Why it matters: Robinhood’s decision to close locally came just over a year after its flashy announcement to expand here.
- Local leaders heralded that announcement as yet another sign the city was becoming a hotspot for fintech job growth.
Zoom out: The decision comes amid a company-wide layoff of 23% of its entire staff, as Axios’ Dan Primack reports.
- Robinhood surged in popularity during the bull market for stocks, as Primack notes. The company has now faced lower trading volumes and revenue as markets have retreated.
- The company-wide layoffs impact 780 people, Robinhood spokesperson Casey Becker tells Axios. 2,600 employees will remain with the company.

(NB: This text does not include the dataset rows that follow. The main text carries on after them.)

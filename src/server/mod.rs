//! HTTP control surface
//!
//! Thin actix-web adapter over [`Router::handle`]: five JSON endpoints,
//! one per inbound control message, plus a health probe. All error
//! responses carry `{ code, message }` with the machine-readable code
//! from [`RouterError::code`].

pub mod routes;
pub mod state;

use crate::config::ServerConfig;
use crate::core::router::Router;
use crate::utils::error::RouterError;
use actix_web::http::StatusCode;
use actix_web::{web, App, HttpResponse, HttpServer, ResponseError};
use std::sync::Arc;
use tracing::info;

impl ResponseError for RouterError {
    fn status_code(&self) -> StatusCode {
        match self {
            Self::NoProviderAvailable(_) => StatusCode::SERVICE_UNAVAILABLE,
            Self::AllProvidersExhausted { .. } => StatusCode::BAD_GATEWAY,
            Self::DeadlineExceeded { .. } => StatusCode::GATEWAY_TIMEOUT,
            Self::Cancelled => StatusCode::REQUEST_TIMEOUT,
            Self::InvalidRequest(_) => StatusCode::BAD_REQUEST,
            Self::Configuration(_) | Self::Store(_) => StatusCode::INTERNAL_SERVER_ERROR,
        }
    }

    fn error_response(&self) -> HttpResponse {
        let mut body = serde_json::json!({
            "code": self.code(),
            "message": self.to_string(),
        });
        match self {
            Self::AllProvidersExhausted { attempts } | Self::DeadlineExceeded { attempts } => {
                body["attempts"] = serde_json::to_value(attempts).unwrap_or_default();
            }
            _ => {}
        }
        HttpResponse::build(self.status_code()).json(body)
    }
}

/// Run the control-surface server until shutdown.
pub async fn run(config: &ServerConfig, router: Arc<Router>) -> std::io::Result<()> {
    let bind = (config.host.clone(), config.port);
    info!(host = %config.host, port = config.port, "control surface listening");

    let state = web::Data::new(state::AppState { router });
    HttpServer::new(move || {
        App::new()
            .app_data(state.clone())
            .configure(routes::configure)
    })
    .bind(bind)?
    .run()
    .await
}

What they’re saying: “Employees in Charlotte who remain with Robinhood will begin working under our work from anywhere model,” Becker said.
- It’s unclear how many Robinhood employees in Charlotte are losing their jobs. Becker say the company does not share region-specific information.
- Earlier this year, the company also laid off about 9% of its staff. That represented “small number” of its Charlotte staff, as the Observer reported.
Flashback: In March 2021, Robinhood announced plans to open a Charlotte office at Legacy Union in Uptown. The local office would house customer support account operations. It’d have analysts, operations personnel, and customer experience and account operations staffers who would assist customers with financial advice.
Incentives: Robinhood promised to create 389 new jobs in exchange for about $4 million in incentives, mostly from the state, over 12 years.
To date, no payments have been made on the company’s Job Development Investment Grant, says David Rhoades, spokesperson for the North Carolina Commerce Department.
- The company was also to receive $157,000 in incentives from the city of Charlotte. To date, the city has not paid out any incentives to Robinhood, spokesperson Gregg Watkins says.
Editor’s note: We updated this story with details from the city of Charlotte.